During the sentencing proceeding, Judge HOLWELL said that insider trading “is an assault on our free markets,” and added that “the crimes and scope of the crimes [committed by RAJARATNAM] reflect a virus in our business culture that needs to be eradicated.”

CHIESI, KURLAND, MOFFAT, KUMAR, GOEL, SMITH, and KHAN have all pled guilty to their involvement in the insider trading schemes. CHIESI was sentenced to 30 months in prison, KURLAND to 27 months in prison, and MOFFAT to six months in prison. KUMAR, GOEL, SMITH, and KHAN are awaiting sentencing.

Mr. BHARARA praised the investigative work of the Federal Bureau of Investigation and thanked the U.S. Securities and Exchange Commission for its extraordinary assistance.

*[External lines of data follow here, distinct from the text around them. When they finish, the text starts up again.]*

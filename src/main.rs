use particle_morph::window::App;
use particle_morph::{AppError, Params};
use winit::event_loop::{ControlFlow, EventLoop};

fn main() {
    env_logger::Builder::from_env(env_logger::Env::default().default_filter_or("info")).init();

    if let Err(e) = run() {
        log::error!("{}", e);
        std::process::exit(1);
    }
}

fn run() -> Result<(), AppError> {
    let params = match std::env::args_os().nth(1) {
        Some(path) => Params::load(path)?,
        None => Params::default(),
    };
    log::info!("{} particles", params.particle_count);

    let event_loop = EventLoop::new()?;
    event_loop.set_control_flow(ControlFlow::Poll);

    let mut app = App::new(params);
    event_loop.run_app(&mut app)?;

    match app.take_error() {
        Some(e) => Err(e),
        None => Ok(()),
    }
}
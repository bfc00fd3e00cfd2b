//! CPU-side particle state.
//!
//! Particles are stored column-wise: one flat `f32` array per [`Channel`].
//! This is the data uploaded to both GPU generations at creation and the
//! authoritative copy of the static channels (ids and mesh targets).

use glam::Vec3;

/// Point every particle starts from.
pub const EMISSION_POINT: Vec3 = Vec3::new(0.0, 0.8, 0.0);

/// One per-particle attribute stream.
#[derive(Debug, Clone, Copy, PartialEq, Eq, Hash)]
pub enum Channel {
    Position,
    Velocity,
    Color,
    /// Accumulated age and reset marker.
    Time,
    Id,
    MeshTarget1,
    MeshTarget2,
}

impl Channel {
    /// Every channel, in shader-location order.
    pub const ALL: [Channel; 7] = [
        Channel::Position,
        Channel::Velocity,
        Channel::Color,
        Channel::Time,
        Channel::Id,
        Channel::MeshTarget1,
        Channel::MeshTarget2,
    ];

    /// Channels the simulation writes, in feedback-output order.
    pub const FEEDBACK: [Channel; 4] = [
        Channel::Position,
        Channel::Velocity,
        Channel::Color,
        Channel::Time,
    ];

    /// Number of `f32` components per particle.
    pub fn components(self) -> usize {
        match self {
            Channel::Id => 1,
            Channel::Time => 2,
            _ => 3,
        }
    }

    /// Vertex attribute location used when the channel feeds a vertex stage.
    pub fn location(self) -> u32 {
        match self {
            Channel::Position => 2,
            Channel::Velocity => 3,
            Channel::Color => 4,
            Channel::Time => 5,
            Channel::Id => 6,
            Channel::MeshTarget1 => 7,
            Channel::MeshTarget2 => 8,
        }
    }

    /// Binding slot in the simulation feedback group, if the channel is written.
    pub fn feedback_output(self) -> Option<u32> {
        Self::FEEDBACK
            .iter()
            .position(|c| *c == self)
            .map(|i| i as u32)
    }

    /// Attribute name the draw shader uses for this channel.
    pub fn attribute_name(self) -> &'static str {
        match self {
            Channel::Position => "particle_position",
            Channel::Velocity => "particle_velocity",
            Channel::Color => "particle_color",
            Channel::Time => "particle_time",
            Channel::Id => "particle_id",
            Channel::MeshTarget1 => "mesh_target1",
            Channel::MeshTarget2 => "mesh_target2",
        }
    }

    pub fn label(self) -> &'static str {
        match self {
            Channel::Position => "Position",
            Channel::Velocity => "Velocity",
            Channel::Color => "Color",
            Channel::Time => "Time",
            Channel::Id => "Id",
            Channel::MeshTarget1 => "Mesh Target 1",
            Channel::MeshTarget2 => "Mesh Target 2",
        }
    }
}

/// Column-wise particle arrays for a fixed particle count.
///
/// The count never changes; a different count means a new `ParticleData`.
#[derive(Debug, Clone)]
pub struct ParticleData {
    count: usize,
    positions: Vec<f32>,
    velocities: Vec<f32>,
    colors: Vec<f32>,
    times: Vec<f32>,
    ids: Vec<f32>,
    mesh_targets1: Vec<f32>,
    mesh_targets2: Vec<f32>,
    mesh_target_counts: (usize, usize),
}

impl ParticleData {
    /// Allocate `count` particles at the emission point with zeroed state.
    pub fn new(count: usize) -> Self {
        let positions = (0..count)
            .flat_map(|_| EMISSION_POINT.to_array())
            .collect();

        Self {
            count,
            positions,
            velocities: vec![0.0; count * 3],
            colors: vec![0.0; count * 3],
            times: vec![0.0; count * 2],
            ids: (0..count).map(|i| i as f32).collect(),
            mesh_targets1: vec![0.0; count * 3],
            mesh_targets2: vec![0.0; count * 3],
            mesh_target_counts: (0, 0),
        }
    }

    pub fn count(&self) -> usize {
        self.count
    }

    /// Raw values of one channel.
    pub fn channel(&self, channel: Channel) -> &[f32] {
        match channel {
            Channel::Position => &self.positions,
            Channel::Velocity => &self.velocities,
            Channel::Color => &self.colors,
            Channel::Time => &self.times,
            Channel::Id => &self.ids,
            Channel::MeshTarget1 => &self.mesh_targets1,
            Channel::MeshTarget2 => &self.mesh_targets2,
        }
    }

    /// The vector stored for particle `index` in a 3-component channel.
    pub fn vec3(&self, channel: Channel, index: usize) -> Option<Vec3> {
        if channel.components() != 3 {
            return None;
        }
        self.channel(channel)
            .get(index * 3..index * 3 + 3)
            .map(Vec3::from_slice)
    }

    /// Copy mesh vertices into the two attraction target channels.
    ///
    /// Each mesh fills its own channel up to `min(count, vertices)`. Particles
    /// past a mesh's length keep whatever target they had before.
    pub fn set_mesh_attract_targets(&mut self, mesh_a: &[Vec3], mesh_b: &[Vec3]) {
        let filled_a = copy_targets(&mut self.mesh_targets1, mesh_a, self.count);
        let filled_b = copy_targets(&mut self.mesh_targets2, mesh_b, self.count);
        self.mesh_target_counts = (filled_a, filled_b);
    }

    /// How many particles received a target from mesh A and mesh B.
    pub fn mesh_target_counts(&self) -> (usize, usize) {
        self.mesh_target_counts
    }
}

fn copy_targets(dst: &mut [f32], vertices: &[Vec3], count: usize) -> usize {
    let filled = vertices.len().min(count);
    for (slot, vertex) in dst.chunks_exact_mut(3).zip(&vertices[..filled]) {
        vertex.write_to_slice(slot);
    }
    filled
}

This case was brought in coordination with President Barack Obama’s Financial Fraud Enforcement Task Force, on which U.S. Attorney Bharara serves as a co-chair of the Securities and Commodities Fraud Working Group. President Obama established the interagency Financial Fraud Enforcement Task Force to wage an aggressive, coordinated, and proactive effort to investigate and prosecute financial crimes. The task force includes representatives from a broad range of federal agencies, regulatory authorities, inspectors general, and state and local law enforcement who, working together, bring to bear a powerful array of criminal and civil enforcement resources. The task force is working to improve efforts across the federal executive branch, and with state and local partners, to investigate and prosecute significant financial crimes, ensure just and effective punishment for those who perpetrate financial crimes, combat discrimination in the lending and financial markets, and recover proceeds for victims of financial crimes.

The case is being handled by the Office’s Securities and Commodities Fraud Task Force. Assistant U.S. Attorneys JONATHAN STREETER and REED BRODSKY, and Special Assistant U.S. Attorney ANDREW MICHAELSON are in charge of the prosecution.